Ao desembarcar no porto de Santos sem conhecer a língua do Brasil, Pietro não encontrou promessas fáceis, mas sim o desafio de recomeçar do nada. Seguiu de trem para o interior de São Paulo, onde já existiam comunidades italianas estabelecidas. Encontrou trabalho em armazéns, em pequenas indústrias, em roças arrendadas, mudando de ofício conforme apareciam as oportunidades.

O Brasil não foi para ele uma terra de riqueza, mas sim de sobrevivência e continuidade. Casou-se com Ana Luísa Marchette, filha de imigrantes, com quem teve filhos e netos. Sua vida tornou-se um equilíbrio entre o trabalho incessante e a saudade que nunca se apagou. O sotaque do Vêneto nunca o deixou, e até os últimos dias mantinha o hábito de cantarolar canções antigas, como se cada nota fosse um elo com sua terra perdida.

Morreu em Campinas, no ano de 1972, aos 72 anos. Foi enterrado sob uma cruz simples, com a frase escolhida pela família:

“Partiu da Itália por necessidade, viveu no Brasil por esperança.”

Assim se encerrou a trajetória de Pietro Zanotelli, um homem que carregou no coração o peso da despedida e a coragem da travessia, testemunha de uma geração que deixou o Vêneto não por escolha, mas por obrigação da vida.

Nota do Autor

Este relato nasceu da necessidade de dar carne e voz a uma geração que, apesar de ter marcado profundamente a história, corre o risco de ser esquecida. Pietro Zanotelli, personagem central desta narrativa, não é um homem isolado: ele representa milhares de italianos que, nas primeiras décadas do século XX, foram forçados a abandonar seus vilarejos, suas famílias e o chão onde aprenderam a caminhar.

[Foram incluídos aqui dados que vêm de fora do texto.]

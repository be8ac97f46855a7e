//! TLS 1.3 key schedule state machine.
//!
//! # References
//!
//! * [RFC 8446 Section 7.1](https://datatracker.ietf.org/doc/html/rfc8446#section-7.1)

use crate::fmt::debug;
use crate::hash::HashAlg;
use crate::hkdf;
use crate::label::derive_secret as derive_secret_label;
use crate::label::hkdf_expand_label;
use crate::secret::{Secret, TrafficSecret};
use crate::{Error, Vec};

/// Stage of the key schedule.
///
/// Advances monotonically: `Initial -> Early -> Handshake -> Application`. There are no backward
/// edges; attempting to advance out of order returns [`Error::WrongStage`].
#[derive(Debug, Clone, Copy, PartialEq, Eq)]
#[cfg_attr(feature = "defmt", derive(defmt::Format))]
pub enum Stage {
    /// No secret has been derived yet.
    Initial,
    /// `Early Secret` has been derived.
    Early,
    /// `Handshake Secret` has been derived; `client`/`server_handshake_traffic_secret` are
    /// available.
    Handshake,
    /// `Master Secret` has been derived; `client`/`server_application_traffic_secret` are
    /// available.
    Application,
}

/// The two handshake traffic secrets produced by [`KeySchedule::derive_handshake`].
pub struct HandshakeTrafficSecrets {
    /// `client_handshake_traffic_secret`.
    pub client: TrafficSecret,
    /// `server_handshake_traffic_secret`.
    pub server: TrafficSecret,
}

/// The two application traffic secrets produced by [`KeySchedule::derive_application`].
pub struct ApplicationTrafficSecrets {
    /// `client_application_traffic_secret`.
    pub client: TrafficSecret,
    /// `server_application_traffic_secret`.
    pub server: TrafficSecret,
}

/// A record-protection key and IV derived from a traffic secret.
///
/// # References
///
/// * [RFC 8446 Section 7.3](https://datatracker.ietf.org/doc/html/rfc8446#section-7.3)
pub struct TrafficKeys {
    /// `[sender]_write_key`.
    pub key: Vec<u8>,
    /// `[sender]_write_iv`.
    pub iv: Vec<u8>,
}

/// Owns the rolling `(extract_secret, derive_secret)` pair and advances through the stages of
/// [RFC 8446 section 7.1](https://datatracker.ietf.org/doc/html/rfc8446#section-7.1).
///
/// Binder keys, early traffic secrets, and the exporter/resumption master secrets are not
/// derived; this schedule only produces what a non-PSK, non-0-RTT 1-RTT handshake needs.
pub struct KeySchedule {
    hash: HashAlg,
    stage: Stage,
    extract_secret: Secret,
    derive_secret: Secret,
}

impl KeySchedule {
    /// Create a key schedule for the given cipher suite hash, in [`Stage::Initial`].
    pub fn new(hash: HashAlg) -> Self {
        let zero = vec![0u8; hash.hlen()];
        Self {
            hash,
            stage: Stage::Initial,
            extract_secret: Secret::new(zero.clone()),
            derive_secret: Secret::new(zero),
        }
    }

    /// The current stage.
    pub fn stage(&self) -> Stage {
        self.stage
    }

    fn require_stage(&self, expected: Stage) -> Result<(), Error> {
        if self.stage == expected {
            Ok(())
        } else {
            Err(Error::WrongStage)
        }
    }

    /// Derive `Early Secret` from a zero-length PSK.
    ///
    /// # References
    ///
    /// * [RFC 8446 Section 7.1](https://datatracker.ietf.org/doc/html/rfc8446#section-7.1)
    ///
    /// Requires [`Stage::Initial`]. PSK-based early traffic and binder keys are not derived here;
    /// this schedule does not support resumption or external PSKs.
    pub fn derive_early(&mut self) -> Result<(), Error> {
        self.require_stage(Stage::Initial)?;

        let zero = vec![0u8; self.hash.hlen()];
        let early_secret = hkdf::extract(self.hash, &zero, &zero);
        let derived = derive_secret_label(self.hash, &early_secret, b"derived", &self.hash.empty_hash())?;

        self.extract_secret = Secret::new(early_secret);
        self.derive_secret = Secret::new(derived);
        self.stage = Stage::Early;
        debug!("key schedule: derived Early Secret");
        Ok(())
    }

    /// Derive `Handshake Secret` and the two handshake traffic secrets.
    ///
    /// Requires [`Stage::Early`]. `ecdhe` is the (EC)DHE shared secret from the negotiated key
    /// exchange. `transcript_snapshot` must be the transcript hash over ClientHello..ServerHello.
    pub fn derive_handshake(
        &mut self,
        ecdhe: &[u8],
        transcript_snapshot: &[u8],
    ) -> Result<HandshakeTrafficSecrets, Error> {
        self.require_stage(Stage::Early)?;

        let handshake_secret = hkdf::extract(self.hash, self.derive_secret.as_bytes(), ecdhe);
        let client =
            derive_secret_label(self.hash, &handshake_secret, b"c hs traffic", transcript_snapshot)?;
        let server =
            derive_secret_label(self.hash, &handshake_secret, b"s hs traffic", transcript_snapshot)?;
        let derived = derive_secret_label(self.hash, &handshake_secret, b"derived", &self.hash.empty_hash())?;

        self.extract_secret = Secret::new(handshake_secret);
        self.derive_secret = Secret::new(derived);
        self.stage = Stage::Handshake;
        debug!("key schedule: derived Handshake Secret");

        Ok(HandshakeTrafficSecrets {
            client: TrafficSecret::new(client),
            server: TrafficSecret::new(server),
        })
    }

    /// Derive `Master Secret` and the two application traffic secrets.
    ///
    /// Requires [`Stage::Handshake`]. `transcript_snapshot` must be the transcript hash over
    /// ClientHello..server Finished.
    pub fn derive_application(
        &mut self,
        transcript_snapshot: &[u8],
    ) -> Result<ApplicationTrafficSecrets, Error> {
        self.require_stage(Stage::Handshake)?;

        let zero = vec![0u8; self.hash.hlen()];
        let master_secret = hkdf::extract(self.hash, self.derive_secret.as_bytes(), &zero);
        let client =
            derive_secret_label(self.hash, &master_secret, b"c ap traffic", transcript_snapshot)?;
        let server =
            derive_secret_label(self.hash, &master_secret, b"s ap traffic", transcript_snapshot)?;

        self.extract_secret = Secret::new(master_secret);
        self.stage = Stage::Application;
        debug!("key schedule: derived Master Secret");

        Ok(ApplicationTrafficSecrets {
            client: TrafficSecret::new(client),
            server: TrafficSecret::new(server),
        })
    }
}

/// Derive a record-protection key and IV from a traffic secret.
///
/// # References
///
/// * [RFC 8446 Section 7.3](https://datatracker.ietf.org/doc/html/rfc8446#section-7.3)
///
/// A pure projection: holds no state, does not touch the key schedule.
pub fn derive_traffic_keys(
    hash: HashAlg,
    traffic_secret: &[u8],
    key_len: usize,
    iv_len: usize,
) -> Result<TrafficKeys, Error> {
    let mut key = vec![0u8; key_len];
    hkdf_expand_label(hash, traffic_secret, b"key", &[], &mut key)?;
    let mut iv = vec![0u8; iv_len];
    hkdf_expand_label(hash, traffic_secret, b"iv", &[], &mut iv)?;
    Ok(TrafficKeys { key, iv })
}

Não partiram por aventura ou ambição, mas pela imposição da vida. A Itália que emergiu da Grande Guerra estava exausta: os campos devastados, o trabalho escasso, as promessas do Estado vazias. Para muitos, a única saída era olhar para o horizonte do Atlântico e imaginar que, do outro lado, pudesse existir uma chance de sobrevivência.

Foi esse gesto — levantar-se de madrugada, despedir-se em silêncio, carregar uma mala pobre de roupas e memórias — que fundou a epopeia anônima de tantos homens e mulheres. Eles não eram heróis, mas trabalhadores comuns. E ainda assim, sua coragem os tornou extraordinários.

Ao recriar a trajetória de Pietro, não busquei apenas relatar fatos, mas também reconstruir atmosferas: o peso das despedidas, o cheiro acre dos portos, o som metálico dos apitos de partida, a claustrofobia dos porões de navio e, sobretudo, a saudade que atravessava oceanos. A saga de Pietro é uma chave para compreendermos a dor e a força daqueles que transformaram o Brasil em sua nova pátria.

Esta narrativa não é uma biografia literal. É um romance baseado em cartas, documentos e testemunhos, tecido com o fio da ficção para iluminar o que os registros oficiais não contam: o silêncio, o medo e a esperança.

Que a vida de Pietro Zanotelle, aqui narrada, seja lembrada como símbolo de todos os que cruzaram o mar não para enriquecer, mas para sobreviver — e, ao fazê-lo, construíram as bases de um futuro que hoje chamamos de nosso.